L’ « insubmersible canard de bain (unsinkable rubber duck) » est une expression attribuée à l’illusionniste canado-américain James Randi. Elle « désigne la tendance qu’ont certaines assertions, hypothèses ou théories, à persister à réapparaître à la surface (des médias, des esprits, des discussions) malgré une ou plusieurs déconstructions en règle (1). » Bien connue des psychologues, cette persistance dans l’erreur incarne l’une des manifestations les plus prononcées du phénomène de dissonance cognitive. La relance des appels à la constitution d’une autonomie stratégique européenne après le retrait américain d’Afghanistan (2), puis la déconvenue commerciale et stratégique subie par la France en Australie (3), invitent justement à se demander si nous n’aurions pas affaire à une nouvelle manifestation éloquente d’un tel syndrome.

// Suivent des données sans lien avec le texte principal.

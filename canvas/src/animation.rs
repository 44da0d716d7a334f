//! Time-boxed pan animation with cubic ease-out.
//!
//! A `PanAnimation` only knows where it started, where it is going and when
//! it began. It never writes the viewport itself: the engine samples it on
//! each frame tick and passes the sample through `constrain_pan` before
//! committing, because the pan limits can change while the animation runs.

#[cfg(test)]
#[path = "animation_test.rs"]
mod animation_test;

use serde::{Deserialize, Serialize};

use crate::camera::Point;
use crate::consts::SMOOTH_PAN_DURATION_MS;

/// Identifies one started animation so stale frame ticks can be ignored.
#[derive(Debug, Clone, Copy, PartialEq, Eq, Hash, Serialize, Deserialize)]
pub struct AnimationId(pub u64);

/// Cubic ease-out: fast start, gentle stop. `t` is clamped to `[0, 1]`.
#[must_use]
pub fn ease_out_cubic(t: f64) -> f64 {
    let t = t.clamp(0.0, 1.0);
    1.0 - (1.0 - t).powi(3)
}

/// An in-flight pan from `start` to `target`.
#[derive(Debug, Clone, Copy, PartialEq)]
pub struct PanAnimation {
    pub id: AnimationId,
    pub start: Point,
    pub target: Point,
    pub started_ms: f64,
    pub duration_ms: f64,
}

impl PanAnimation {
    #[must_use]
    pub fn new(id: AnimationId, start: Point, target: Point, started_ms: f64) -> Self {
        Self { id, start, target, started_ms, duration_ms: SMOOTH_PAN_DURATION_MS }
    }

    /// Linear progress in `[0, 1]` at time `now_ms`.
    #[must_use]
    pub fn progress(&self, now_ms: f64) -> f64 {
        if self.duration_ms <= 0.0 {
            return 1.0;
        }
        ((now_ms - self.started_ms) / self.duration_ms).clamp(0.0, 1.0)
    }

    /// Eased pan value at time `now_ms` (not yet constrained).
    #[must_use]
    pub fn sample(&self, now_ms: f64) -> Point {
        let t = self.progress(now_ms);
        if t >= 1.0 {
            return self.target;
        }
        let eased = ease_out_cubic(t);
        Point::new(
            self.start.x + (self.target.x - self.start.x) * eased,
            self.start.y + (self.target.y - self.start.y) * eased,
        )
    }

    #[must_use]
    pub fn is_finished(&self, now_ms: f64) -> bool {
        self.progress(now_ms) >= 1.0
    }
}
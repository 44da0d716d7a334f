mod config;
mod routes;
mod services;
mod state;

use std::error::Error;

#[tokio::main]
async fn main() -> Result<(), Box<dyn Error>> {
    // Loaded before the subscriber so RUST_LOG may come from .env.
    let dotenv = dotenvy::dotenv();
    tracing_subscriber::fmt::init();
    if let Err(e) = dotenv {
        tracing::debug!(error = %e, "no .env loaded");
    }

    let config = match config::BoardConfig::from_env() {
        Ok(config) => config,
        Err(e) => {
            tracing::error!(error = %e, "invalid configuration");
            return Err(e.into());
        }
    };
    let port = config.port;
    tracing::info!(
        port,
        viewport_width = config.viewport_width,
        viewport_height = config.viewport_height,
        base_url = %config.public_base_url,
        "configuration loaded"
    );

    let state = state::AppState::new(config);
    let app = routes::app(state);
    let listener = tokio::net::TcpListener::bind(format!("0.0.0.0:{port}")).await?;

    tracing::info!(%port, "mediaboard listening");
    axum::serve(listener, app).await?;
    Ok(())
}
#![allow(clippy::clone_on_copy, clippy::float_cmp)]

use super::*;
use crate::consts::{WORKSPACE_PADDING, ZOOM_STEP};

const EPSILON: f64 = 1e-9;

fn approx_eq(a: f64, b: f64) -> bool {
    (a - b).abs() < EPSILON
}

fn point_approx_eq(a: Point, b: Point) -> bool {
    approx_eq(a.x, b.x) && approx_eq(a.y, b.y)
}

fn viewport(zoom: f64, width: f64, height: f64) -> Viewport {
    Viewport { zoom, pan_x: 0.0, pan_y: 0.0, width, height }
}

// --- Point ---

#[test]
fn point_new() {
    let p = Point::new(3.0, 4.0);
    assert_eq!(p.x, 3.0);
    assert_eq!(p.y, 4.0);
}

#[test]
fn point_serde_roundtrip() {
    let p = Point::new(1.5, -2.0);
    let json = serde_json::to_string(&p).unwrap();
    let back: Point = serde_json::from_str(&json).unwrap();
    assert_eq!(p, back);
}

// --- scale / clamp_zoom ---

#[test]
fn scale_is_percentage() {
    assert_eq!(scale(100.0), 1.0);
    assert_eq!(scale(25.0), 0.25);
    assert_eq!(scale(400.0), 4.0);
}

#[test]
fn clamp_zoom_stays_in_range() {
    for z in [-1000.0, 0.0, 10.0, 25.0, 26.0, 100.0, 399.0, 400.0, 401.0, 10_000.0] {
        let c = clamp_zoom(z);
        assert!((MIN_ZOOM..=MAX_ZOOM).contains(&c), "zoom {z} clamped to {c}");
    }
}

#[test]
fn clamp_zoom_passes_valid_values() {
    assert_eq!(clamp_zoom(150.0), 150.0);
}

// --- max_pan ---

#[test]
fn max_pan_at_max_zoom() {
    let limits = max_pan(400.0, 800.0, 600.0);
    assert!(approx_eq(limits.max_x, 3160.0));
    assert!(approx_eq(limits.max_y, 1940.0));
}

#[test]
fn max_pan_at_default_zoom() {
    let limits = max_pan(100.0, 800.0, 600.0);
    assert!(approx_eq(limits.max_x, 440.0));
    assert!(approx_eq(limits.max_y, 260.0));
}

#[test]
fn max_pan_floors_at_zero_when_workspace_smaller_than_viewport() {
    // 1680 * 0.25 = 420 < 800
    let limits = max_pan(25.0, 800.0, 600.0);
    assert_eq!(limits.max_x, 0.0);
    assert_eq!(limits.max_y, 0.0);
}

#[test]
fn max_pan_grows_with_zoom() {
    let low = max_pan(100.0, 800.0, 600.0);
    let high = max_pan(200.0, 800.0, 600.0);
    assert!(high.max_x > low.max_x);
    assert!(high.max_y > low.max_y);
}

// --- constrain_pan ---

#[test]
fn constrain_pan_clamps_to_limits_at_max_zoom() {
    let vp = viewport(400.0, 800.0, 600.0);
    let p = vp.constrain_pan(5000.0, 5000.0);
    assert!(point_approx_eq(p, Point::new(3160.0, 1940.0)));
}

#[test]
fn constrain_pan_clamps_negative_side() {
    let vp = viewport(400.0, 800.0, 600.0);
    let p = vp.constrain_pan(-5000.0, -5000.0);
    assert!(point_approx_eq(p, Point::new(-3160.0, -1940.0)));
}

#[test]
fn constrain_pan_axes_are_independent() {
    let vp = viewport(100.0, 800.0, 600.0);
    let p = vp.constrain_pan(100.0, 9999.0);
    assert_eq!(p.x, 100.0);
    assert!(approx_eq(p.y, 260.0));
}

#[test]
fn constrain_pan_inside_limits_is_identity() {
    let vp = viewport(100.0, 800.0, 600.0);
    assert_eq!(vp.constrain_pan(12.0, -34.0), Point::new(12.0, -34.0));
}

#[test]
fn constrain_pan_always_within_limits_and_idempotent() {
    let sizes = [(800.0, 600.0), (1920.0, 1080.0), (320.0, 240.0), (3000.0, 2000.0)];
    let zooms = [25.0, 50.0, 75.0, 100.0, 133.0, 250.0, 400.0];
    let requests = [-1e6, -5000.0, -100.0, 0.0, 42.5, 900.0, 1e6];
    for (w, h) in sizes {
        for zoom in zooms {
            let vp = viewport(zoom, w, h);
            let limits = vp.limits();
            for x in requests {
                for y in requests {
                    let once = vp.constrain_pan(x, y);
                    assert!(once.x.abs() <= limits.max_x);
                    assert!(once.y.abs() <= limits.max_y);
                    let twice = vp.constrain_pan(once.x, once.y);
                    assert_eq!(once, twice);
                }
            }
        }
    }
}

// --- check_boundary ---

#[test]
fn check_boundary_none_in_middle() {
    let vp = viewport(400.0, 800.0, 600.0);
    assert_eq!(vp.check_boundary(0.0, 0.0), None);
}

#[test]
fn check_boundary_left_near_negative_x_limit() {
    let vp = viewport(400.0, 800.0, 600.0);
    assert_eq!(vp.check_boundary(-3150.0, 0.0), Some(Edge::Left));
}

#[test]
fn check_boundary_right_near_positive_x_limit() {
    let vp = viewport(400.0, 800.0, 600.0);
    assert_eq!(vp.check_boundary(3120.0, 0.0), Some(Edge::Right));
}

#[test]
fn check_boundary_top_and_bottom() {
    let vp = viewport(400.0, 800.0, 600.0);
    assert_eq!(vp.check_boundary(0.0, -1900.0), Some(Edge::Top));
    assert_eq!(vp.check_boundary(0.0, 1939.0), Some(Edge::Bottom));
}

#[test]
fn check_boundary_corner_reports_horizontal_edge_first() {
    let vp = viewport(400.0, 800.0, 600.0);
    assert_eq!(vp.check_boundary(-3160.0, -1940.0), Some(Edge::Left));
    assert_eq!(vp.check_boundary(3160.0, 1940.0), Some(Edge::Right));
}

#[test]
fn check_boundary_margin_is_exclusive() {
    let vp = viewport(400.0, 800.0, 600.0);
    assert_eq!(vp.check_boundary(3110.0, 0.0), None);
}

#[test]
fn check_boundary_ignores_locked_axes() {
    // 25% of 1680×1120 fits inside 1280×800, so both limits floor at 0.
    let vp = viewport(25.0, 1280.0, 800.0);
    assert_eq!(vp.limits(), PanLimits { max_x: 0.0, max_y: 0.0 });
    assert_eq!(vp.check_boundary(0.0, 0.0), None);
    assert_eq!(vp.boundary(), None);
}

#[test]
fn check_boundary_still_reports_the_free_axis() {
    let vp = viewport(100.0, 1680.0, 600.0);
    assert_eq!(vp.check_boundary(0.0, 0.0), None);
    assert_eq!(vp.check_boundary(0.0, 250.0), Some(Edge::Bottom));
    assert_eq!(vp.check_boundary(0.0, -230.0), Some(Edge::Top));
}

#[test]
fn boundary_uses_committed_pan() {
    let mut vp = viewport(400.0, 800.0, 600.0);
    vp.set_pan(0.0, 5000.0);
    assert_eq!(vp.boundary(), Some(Edge::Bottom));
}

// --- set_pan ---

#[test]
fn set_pan_stores_constrained_value() {
    let mut vp = viewport(400.0, 800.0, 600.0);
    let p = vp.set_pan(5000.0, 5000.0);
    assert!(point_approx_eq(p, Point::new(3160.0, 1940.0)));
    assert!(point_approx_eq(vp.pan(), p));
}

// --- set_zoom ---

#[test]
fn set_zoom_at_min_is_noop() {
    let mut vp = viewport(MIN_ZOOM, 800.0, 600.0);
    vp.pan_x = 0.0;
    vp.pan_y = 0.0;
    assert!(!vp.set_zoom(25.0));
    assert_eq!(vp.zoom, 25.0);
    assert_eq!(vp.pan(), Point::new(0.0, 0.0));
}

#[test]
fn set_zoom_below_min_at_min_is_noop() {
    let mut vp = viewport(MIN_ZOOM, 800.0, 600.0);
    assert!(!vp.set_zoom(MIN_ZOOM - ZOOM_STEP));
    assert_eq!(vp.zoom, MIN_ZOOM);
}

#[test]
fn set_zoom_clamps_to_max() {
    let mut vp = viewport(100.0, 800.0, 600.0);
    assert!(vp.set_zoom(9000.0));
    assert_eq!(vp.zoom, MAX_ZOOM);
}

#[test]
fn set_zoom_rejects_non_finite() {
    let mut vp = viewport(100.0, 800.0, 600.0);
    assert!(!vp.set_zoom(f64::NAN));
    assert!(!vp.set_zoom(f64::INFINITY));
    assert_eq!(vp.zoom, 100.0);
}

#[test]
fn set_zoom_rescales_pan_by_ratio() {
    let mut vp = viewport(100.0, 800.0, 600.0);
    vp.set_pan(100.0, -50.0);
    assert!(vp.set_zoom(200.0));
    assert!(point_approx_eq(vp.pan(), Point::new(200.0, -100.0)));
}

#[test]
fn set_zoom_reclamps_after_rescale() {
    let mut vp = viewport(400.0, 800.0, 600.0);
    vp.set_pan(3160.0, 1940.0);
    assert!(vp.set_zoom(100.0));
    // 3160 / 4 = 790 > 440, 1940 / 4 = 485 > 260
    assert!(point_approx_eq(vp.pan(), Point::new(440.0, 260.0)));
}

#[test]
fn set_zoom_never_leaves_pan_outside_new_limits() {
    let zooms = [25.0, 40.0, 90.0, 100.0, 180.0, 300.0, 400.0];
    for z1 in zooms {
        for z2 in zooms {
            let mut vp = viewport(z1, 1024.0, 768.0);
            let limits = vp.limits();
            vp.set_pan(limits.max_x, -limits.max_y);
            vp.set_zoom(z2);
            let after = vp.limits();
            assert!(vp.pan_x.abs() <= after.max_x, "{z1} -> {z2}");
            assert!(vp.pan_y.abs() <= after.max_y, "{z1} -> {z2}");
        }
    }
}

#[test]
fn set_zoom_keeps_center_point_when_unclamped() {
    let mut vp = viewport(100.0, 800.0, 600.0);
    vp.set_pan(120.0, 80.0);
    let center = Point::new(400.0, 300.0);
    let before = vp.screen_to_workspace(center);
    vp.set_zoom(150.0);
    let after = vp.screen_to_workspace(center);
    assert!(point_approx_eq(before, after));
}

// --- set_size ---

#[test]
fn set_size_reclamps_pan() {
    let mut vp = viewport(100.0, 800.0, 600.0);
    vp.set_pan(440.0, 260.0);
    vp.set_size(1600.0, 1000.0);
    // (1680 - 1600) / 2 = 40, (1120 - 1000) / 2 = 60
    assert!(point_approx_eq(vp.pan(), Point::new(40.0, 60.0)));
}

// --- coordinate conversion ---

#[test]
fn workspace_center_maps_to_viewport_center() {
    let vp = viewport(100.0, 800.0, 600.0);
    let screen = vp.workspace_to_screen(Point::new(WORKSPACE_WIDTH / 2.0, WORKSPACE_HEIGHT / 2.0));
    assert!(point_approx_eq(screen, Point::new(400.0, 300.0)));
}

#[test]
fn screen_to_workspace_with_zoom_and_pan() {
    let mut vp = viewport(200.0, 800.0, 600.0);
    vp.set_pan(100.0, 0.0);
    let ws = vp.screen_to_workspace(Point::new(500.0, 300.0));
    assert!(point_approx_eq(ws, Point::new(WORKSPACE_WIDTH / 2.0, WORKSPACE_HEIGHT / 2.0)));
}

#[test]
fn conversions_roundtrip() {
    let mut vp = viewport(250.0, 1024.0, 768.0);
    vp.set_pan(-300.0, 120.0);
    let ws = Point::new(WORKSPACE_PADDING + 37.0, WORKSPACE_PADDING + 410.0);
    let back = vp.screen_to_workspace(vp.workspace_to_screen(ws));
    assert!(point_approx_eq(ws, back));
}

#[test]
fn screen_dist_to_workspace_divides_by_scale() {
    let vp = viewport(400.0, 800.0, 600.0);
    assert!(approx_eq(vp.screen_dist_to_workspace(100.0), 25.0));
}

// --- Viewport defaults ---

#[test]
fn viewport_default_is_identity() {
    let vp = Viewport::default();
    assert_eq!(vp.zoom, 100.0);
    assert_eq!(vp.pan(), Point::new(0.0, 0.0));
}

#[test]
fn viewport_new_sets_size() {
    let vp = Viewport::new(640.0, 480.0);
    assert_eq!(vp.width, 640.0);
    assert_eq!(vp.height, 480.0);
    assert_eq!(vp.zoom, 100.0);
}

Répondre à cette question suppose de remonter brièvement aux origines de la notion d’ « autonomie stratégique européenne ». Le terme a fait son apparition officielle dans la Revue stratégique de défense et de sécurité nationale 2017. Jusque-là, l’idée d’ « autonomie stratégique » conservait une dimension essentiellement nationale, quand bien même elle était le plus souvent employée de façon intransitive. Ainsi en est-il des Livres Blancs de 1994, 2008 et 2013. Et, si l’on remonte encore de quelques années en arrière, le Livre Blanc de 1972 employait uniquement le terme d’ « indépendance nationale ». D’après Michel Debré, alors ministre de la Défense nationale, l’épanouissement de l’Europe sur la scène internationale ne devait aucunement servir de prétexte à la mise en œuvre d’un processus irréversible d’intégration fédérale, à ses yeux contraire aux intérêts fondamentaux du pays. Si une « conception européenne de la puissance » (4) était mentionnée à titre concessif, c’était dans le sens d’un redéploiement en plus grand de la puissance française. Car une stratégie digne de ce nom exigeait « le maintien de la personnalité et de la capacité françaises – c’est-à-dire de la France en tant que telle. » (5)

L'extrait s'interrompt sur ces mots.